Our set of 47 ASMs identified using pairwise FST was also able to detect mixed genetic ancestries. The individuals sampled in Algeria (Mozabite), appear to have a mixed ancestry between African and Eurasian descendants. The individuals from Hazara and Uygur exhibit both Eurasian and Asian genetic ancestries. This was also concluded by Rosenberg et al.[17, 32] on the basis of a screening of samples from the HGDP-CEPH by means of 783 microsatellites and 210 insertion/deletion markers, as well as by Jakobssen et al. and Li et al. who analysed partially the same samples by means of > 500,000 and > 650,000 SNPs, respectively. As such, our results with the 47 ASMs following the 4gen pairwise FST SNP ascertainment, are surprisingly similarly to the results based on the 40 most informative STRs identified by Rosenberg et al. . Increasing the number of SNPs considerably does not necessarily improve the genetic clustering of the same HGDP-CEPH samples. For instance, Jakobssen et al  were only able to identify the Native Americans (NAM) as a distinct cluster at STRUCTURE analysis for K = 6, not at lower values of K. An even further increase in the number of SNPs (Li et al. ) resulted in STRUCTURE results at K = 4 that were similar to those obtained by us with 47 ASMs. Only upon increasing the values of K, Li et al.  were able to produce much more refined regional subclusterings. It is in this respect important to note that our final aim is to use a set of ASMs for forensic DNA research purposes. This imposes an important constraint on the amount of DNA available for an ancestry test, since rarely more than a few nanograms of input DNA is available, an amount of DNA that is not sufficient for aforementioned mass SNP genotyping platforms as used by us in this study (but also see e.g. [33, 34]), but would be sufficient for a limited number of multiplex SNP assays enabling the genotyping of 40-50 SNPs. Reducing the 47 ASM-set ascertained based on pairwise FST to 34 ASMs did not alter the STRUCTURE analyses with K = 4 but did show differences at other values of K.
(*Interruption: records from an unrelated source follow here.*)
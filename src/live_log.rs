//! コントローラのログ
//!
//! 原則:
//! 1. 毎ビットの処理ではなく「判断」と「状態遷移」を記録
//! 2. カテゴリ分離: FLOW / STATE / DECIDE / BITS
//! 3. 出力は `log` ファサード経由（env_logger で絞り込める）

use std::sync::atomic::{AtomicU32, Ordering};

use crate::time::SimTime;

bitflags::bitflags! {
    /// ログカテゴリ
    #[derive(Clone, Copy, Debug, PartialEq, Eq)]
    pub struct LiveLogLevel: u32 {
        /// L1: コマンド、モーター、ライブ開始／中断
        const FLOW   = 0b0001;
        /// L2: 信号の変化、ドライブ選択
        const STATE  = 0b0010;
        /// L2: チェックポイント、ロールバック
        const DECIDE = 0b0100;
        /// L3: ビット単位（短時間のみ）
        const BITS   = 0b1000;
    }
}

/// グローバルログレベル
static LOG_LEVEL: AtomicU32 = AtomicU32::new(0);

pub fn set_log_level(level: LiveLogLevel) {
    LOG_LEVEL.store(level.bits(), Ordering::Relaxed);
}

pub fn get_log_level() -> LiveLogLevel {
    LiveLogLevel::from_bits_truncate(LOG_LEVEL.load(Ordering::Relaxed))
}

#[inline]
pub fn is_enabled(flag: LiveLogLevel) -> bool {
    (LOG_LEVEL.load(Ordering::Relaxed) & flag.bits()) != 0
}

/// "flow+state" 形式の文字列を解析
pub fn parse_log_level(s: &str) -> LiveLogLevel {
    let mut level = LiveLogLevel::empty();
    for part in s.split(['+', ',']) {
        match part.trim().to_lowercase().as_str() {
            "flow" => level |= LiveLogLevel::FLOW,
            "state" => level |= LiveLogLevel::STATE,
            "decide" => level |= LiveLogLevel::DECIDE,
            "bits" => level |= LiveLogLevel::BITS,
            "all" => level = LiveLogLevel::all(),
            "" | "none" => {}
            other => log::warn!("unknown log category '{}'", other),
        }
    }
    level
}

/// 直近のバイトを保持するリング（デコードエラー時にダンプ）
pub struct ByteRing {
    buf: Vec<u8>,
    pos: usize,
    capacity: usize,
}

impl ByteRing {
    pub fn new(capacity: usize) -> Self {
        Self {
            buf: vec![0; capacity],
            pos: 0,
            capacity,
        }
    }

    pub fn push(&mut self, byte: u8) {
        self.buf[self.pos % self.capacity] = byte;
        self.pos += 1;
    }

    /// 最新からN個（古い順）
    pub fn last_n(&self, n: usize) -> Vec<u8> {
        let n = n.min(self.capacity).min(self.pos);
        (0..n)
            .map(|i| self.buf[(self.pos - n + i) % self.capacity])
            .collect()
    }

    pub fn clear(&mut self) {
        self.pos = 0;
    }

    pub fn dump(&self, n: usize) {
        if !is_enabled(LiveLogLevel::BITS) {
            return;
        }
        let data = self.last_n(n);
        let line: Vec<String> = data.iter().map(|b| format!("{:02X}", b)).collect();
        log::debug!(target: "fdc::bits", "last {} bytes: {}", data.len(), line.join(" "));
    }
}

impl Default for ByteRing {
    fn default() -> Self {
        Self::new(64)
    }
}

impl std::fmt::Debug for ByteRing {
    fn fmt(&self, f: &mut std::fmt::Formatter<'_>) -> std::fmt::Result {
        write!(f, "ByteRing({:02X?})", self.last_n(self.capacity))
    }
}

// ============================================================
// FLOW
// ============================================================

pub fn log_motor_on() {
    if is_enabled(LiveLogLevel::FLOW) {
        log::info!(target: "fdc::flow", "motor ON");
    }
}

pub fn log_motor_off() {
    if is_enabled(LiveLogLevel::FLOW) {
        log::info!(target: "fdc::flow", "motor OFF");
    }
}

pub fn log_command(command: u8, name: &str, now: SimTime) {
    if is_enabled(LiveLogLevel::FLOW) {
        log::info!(target: "fdc::flow", "command {:02X} {} at {}", command, name, now);
    }
}

pub fn log_live_start(at: SimTime, drive: usize, side: usize, write: bool) {
    if is_enabled(LiveLogLevel::FLOW) {
        log::info!(
            target: "fdc::flow",
            "live start at {} drive={} side={} {}",
            at,
            drive,
            side,
            if write { "WRITE" } else { "READ" }
        );
    }
}

pub fn log_live_abort(at: SimTime) {
    if is_enabled(LiveLogLevel::FLOW) {
        log::info!(target: "fdc::flow", "live abort at {}", at);
    }
}

/// [FLOW] 同期が見つからないままタイムアウト
pub fn log_sync_timeout(at: SimTime, track: usize) {
    if is_enabled(LiveLogLevel::FLOW) {
        log::warn!(target: "fdc::flow", "no sync on track {} (timeout at {})", track, at);
    }
}

// ============================================================
// STATE
// ============================================================

pub fn log_track_change(from: usize, to: usize) {
    if is_enabled(LiveLogLevel::STATE) {
        log::debug!(target: "fdc::state", "track {} -> {}", from, to);
    }
}

pub fn log_drive_select(drive: usize, side: usize) {
    if is_enabled(LiveLogLevel::STATE) {
        log::debug!(target: "fdc::state", "drive {} side {} selected", drive, side);
    }
}

pub fn log_signal(name: &str, active: bool, at: SimTime) {
    if is_enabled(LiveLogLevel::STATE) {
        log::debug!(
            target: "fdc::state",
            "{} {} at {}",
            name,
            if active { "asserted" } else { "released" },
            at
        );
    }
}

pub fn log_byte(data: u8, at: SimTime) {
    if is_enabled(LiveLogLevel::STATE) {
        log::debug!(target: "fdc::state", "byte {:02X} at {}", data, at);
    }
}

pub fn log_erase(active: bool) {
    if is_enabled(LiveLogLevel::STATE) {
        log::debug!(target: "fdc::state", "erase gate {}", if active { "on" } else { "off" });
    }
}

// ============================================================
// DECIDE
// ============================================================

pub fn log_rollback(from: SimTime, to: SimTime, now: SimTime) {
    if is_enabled(LiveLogLevel::DECIDE) {
        log::debug!(target: "fdc::decide", "rollback {} -> {} (access at {})", from, to, now);
    }
}

pub fn log_checkpoint(at: SimTime) {
    if is_enabled(LiveLogLevel::DECIDE) {
        log::trace!(target: "fdc::decide", "checkpoint at {}", at);
    }
}

/// [DECIDE] 書き込みバッファ溢れ（以降の反転は捨てる）
pub fn log_write_overflow(at: SimTime) {
    if is_enabled(LiveLogLevel::DECIDE) {
        log::warn!(target: "fdc::decide", "write buffer full at {}, transition dropped", at);
    }
}

// ============================================================
// BITS
// ============================================================

pub fn log_bit(at: SimTime, bit: bool, shift_reg: u16) {
    if is_enabled(LiveLogLevel::BITS) {
        log::trace!(target: "fdc::bits", "{} bit={} shift={:04X}", at, bit as u8, shift_reg);
    }
}

#[cfg(test)]
mod tests {
    use super::*;

    #[test]
    fn test_byte_ring() {
        let mut ring = ByteRing::new(8);
        for i in 0..10 {
            ring.push(i as u8);
        }
        assert_eq!(ring.last_n(4), vec![6, 7, 8, 9]);
        assert_eq!(ring.last_n(20).len(), 8);
        ring.clear();
        assert!(ring.last_n(4).is_empty());
    }

    #[test]
    fn test_parse_log_level() {
        let level = parse_log_level("flow+decide");
        assert!(level.contains(LiveLogLevel::FLOW));
        assert!(level.contains(LiveLogLevel::DECIDE));
        assert!(!level.contains(LiveLogLevel::STATE));
        assert_eq!(parse_log_level("all"), LiveLogLevel::all());
        assert!(parse_log_level("").is_empty());
    }

    #[test]
    fn test_log_level() {
        set_log_level(LiveLogLevel::FLOW | LiveLogLevel::STATE);
        assert!(is_enabled(LiveLogLevel::FLOW));
        assert!(is_enabled(LiveLogLevel::STATE));
        assert!(!is_enabled(LiveLogLevel::BITS));
        assert_eq!(get_log_level(), LiveLogLevel::FLOW | LiveLogLevel::STATE);
        set_log_level(LiveLogLevel::empty());
    }
}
Since the ASMs ascertained in this study were developed for distinguishing between the four major continental groups, individuals from other populations (e.g. Oceania (n = 2)) that were not (or under) represented in the YCC panel for marker ascertainment, were initially clustered within their most likely source population such as (East-)Asia in the case of Oceania. However, in the independent HGDP samples Oceania could be separated from East Asians at least with 47 ASMs and at K = 6. This illustrates that although the 47 ASMs were not explicitly selected to separate sub-groups within major continental regions, they do prove to be useful for this purpose at least in some cases.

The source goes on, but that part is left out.